STRONG TRUST BETWEEN GERMANS AND HUNGARIANS

Nézőpont Intézet has compiled its 2020 Germany-Hungary barometer examining the two nations’ opinions on each other and their bilateral relations. The barometer was prepared with the support of the Konrad Adenauer Foundation and the Foundation for a Civic Hungary by interviewing 1000 persons in each country from representative samples of their adult societies.

An important conclusion of the survey is that the two nations trust each other. This is supported by the fact that equal proportions of Hungarians and Germans said they would accept a person belonging to the other nation in various social roles. Over 80 percent would accept them as an equal friend, family member or neighbour, but over 70 percent would  also accept them as their superior at work.

The good news in terms of building mutual trust is that two-thirds of Germans had a “more good than bad” opinion about Hungary “overall” last year and again this year (66 and 64 percent, respectively), but Hungarians’ opinion has improved significantly along with the Orban-Merkel relationship, in parallel with the discarding of the compulsory resettlement quota initiative. In summer 2019 only 45 percent of Hungarians had a good opinion of Germany, while in summer 2020 this rate reached 72 percent.

Despite the improvement, on many issues Germans are more critical of Hungary than Hungarians are of Germany. This is due to a 10-year long campaign by the German press against the Orbán government, which has turned Germans’ attutide more critical toward Hungary than it is the other way around. Nézőpont analyzed 8 750 reports published in the German press since 2016, and found that only 221 were sympathetic to the Hungarian government’s aspirations, while 3 757 were critical, offensive or biased (the rest were neutral). For example, only 36 percent of German respondents think that the media in Hungary is free to criticise the government, which is contrary to direct experience. Likewise, only 23 percent think that in Hungary the rights of national and ethnic minorities are protected, even though it is precisely the Orbán government that has confirmed the legal status of and support for national minorities or introduced a day of remembrance for Germans  deported after World War II. In contrast, 61 percent of Hungarians think that the German media is free to criticise the government, and 57 percent think that the rights of nationalities are protected in Germany. This indicates that Hungarians are either not aware or are not quite so critical of the Merkel-worship or the situation of Turkish immigrants as presented in the German media.

Germans consider the state of bilateral relations more negatively than last year (approval rate fell from 42 to 33 percent) and do so in greater numbers than Hungarians (approval rate grew from 53 to 60 percent), although the German Chancellor and the Hungarian Prime Minister’s pragmatic alliance has proved to be advantageous in several European conflicts, such as the election of the European Commission president or the adoption of the EU multiannual financial framework. At the same time, public opinion in both countries traces the difficulties of bilateral relations primarily to the differences in migration policy. It is a key question for the future whether a pan-European solution can be found despite conflicting views concerning this issue.

75 percent of Hungarians and 67 percent of Germans would like to improve bilateral relations. While Hungarians see the breakout points mainly in economic policy (51 percent named this as an area of closer cooperation), Germans would prefer a stronger alliance on immigration policy and the fight against climate change (48 and 37 percent, respectively).

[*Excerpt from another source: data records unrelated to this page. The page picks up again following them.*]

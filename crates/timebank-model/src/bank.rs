// SPDX-License-Identifier: Apache-2.0

use crate::{ClientId, Hours, TimebankId, ValidationError};
use chrono::{DateTime, NaiveDate, Utc};
use serde::{Deserialize, Serialize};
use std::fmt::{Display, Formatter};

pub const BANK_NAME_MAX_LEN: usize = 160;

#[derive(Debug, Clone, PartialEq, Eq, Hash, Serialize, Deserialize, PartialOrd, Ord)]
#[serde(transparent)]
#[non_exhaustive]
pub struct TimebankName(String);

impl TimebankName {
    pub fn parse(input: &str) -> Result<Self, ValidationError> {
        let s = input.trim();
        if s.is_empty() {
            return Err(ValidationError("timebank name must not be empty".to_string()));
        }
        if s.len() > BANK_NAME_MAX_LEN {
            return Err(ValidationError(format!(
                "timebank name exceeds max length {BANK_NAME_MAX_LEN}"
            )));
        }
        if s.chars().any(char::is_control) {
            return Err(ValidationError(
                "timebank name must not contain control characters".to_string(),
            ));
        }
        Ok(Self(s.to_string()))
    }

    #[must_use]
    pub fn as_str(&self) -> &str {
        &self.0
    }

    #[must_use]
    pub fn into_inner(self) -> String {
        self.0
    }
}

impl Display for TimebankName {
    fn fmt(&self, f: &mut Formatter<'_>) -> std::fmt::Result {
        write!(f, "{}", self.0)
    }
}

/// Lifecycle of a purchased pool of hours.
///
/// `Exhausted` is derived from the balance (remaining at or below zero) and
/// flips back to `Active` when hours are credited. `Closed` is an operator
/// decision and removes the bank from allocation permanently.
#[derive(Debug, Clone, Copy, PartialEq, Eq, Hash, Serialize, Deserialize, PartialOrd, Ord)]
#[serde(rename_all = "snake_case")]
pub enum TimebankStatus {
    Active,
    Exhausted,
    Closed,
}

impl TimebankStatus {
    #[must_use]
    pub const fn as_str(self) -> &'static str {
        match self {
            Self::Active => "active",
            Self::Exhausted => "exhausted",
            Self::Closed => "closed",
        }
    }

    pub fn parse(input: &str) -> Result<Self, ValidationError> {
        match input.trim() {
            "active" => Ok(Self::Active),
            "exhausted" => Ok(Self::Exhausted),
            "closed" => Ok(Self::Closed),
            other => Err(ValidationError(format!("unknown timebank status: {other}"))),
        }
    }

    /// Banks that participate in allocation.
    #[must_use]
    pub const fn allocatable(self) -> bool {
        matches!(self, Self::Active | Self::Exhausted)
    }
}

impl Display for TimebankStatus {
    fn fmt(&self, f: &mut Formatter<'_>) -> std::fmt::Result {
        write!(f, "{}", self.as_str())
    }
}

#[derive(Debug, Clone, PartialEq, Eq, Serialize, Deserialize)]
#[serde(deny_unknown_fields)]
pub struct Timebank {
    pub id: TimebankId,
    pub client_id: ClientId,
    pub name: TimebankName,
    pub purchased_hours: Hours,
    pub used_hours: Hours,
    pub remaining_hours: Hours,
    pub status: TimebankStatus,
    pub purchased_at: NaiveDate,
    pub created_at: DateTime<Utc>,
}

impl Timebank {
    /// `purchased - used == remaining` must hold for every persisted bank.
    #[must_use]
    pub fn balanced(&self) -> bool {
        self.purchased_hours - self.used_hours == self.remaining_hours
    }
}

Due to the coronavirus pandemic, Nézőpont Intézet presented the survey data at an exclusive event.  CEO Ágoston Mráz spoke about how it would be a mistake for the German Left to once more concern itself with Hungary in the 2021 elections like it did in 2017, when this approach earned the Martin Schulz-led Social Democrats their worst election result. It is clear, nevertheless, that the German Left is doing its best to make the cooperation between the German Chancellor and the Hungarian Prime Minister difficult. Head of the Konrad Adenauer Foundation’s Budapest office, Frank Spengler emphasised that the two nations are connected in numerous ways, calling Jugendwerk particularly important. He highlighted the two countries’ emerging military-industrial cooperation, which could open up a new dimension in good economic relations. Newly appointed head of the Media School at Matthias Corvinus College Boris Kalnoky, who has decades of journalistic experience in the German media has said that for Germans the European project was part of their identity and their sharp criticism of Hungary was the result of a presumption that Hungary was in opposition to it. He also pointed out that there are few young people among Germans visiting Hungary (39 percent of Hungarians and 29 percent of Germans under the age of 30 said they had visited the other country since 1990), and this would make a targeted tourism program worthwile.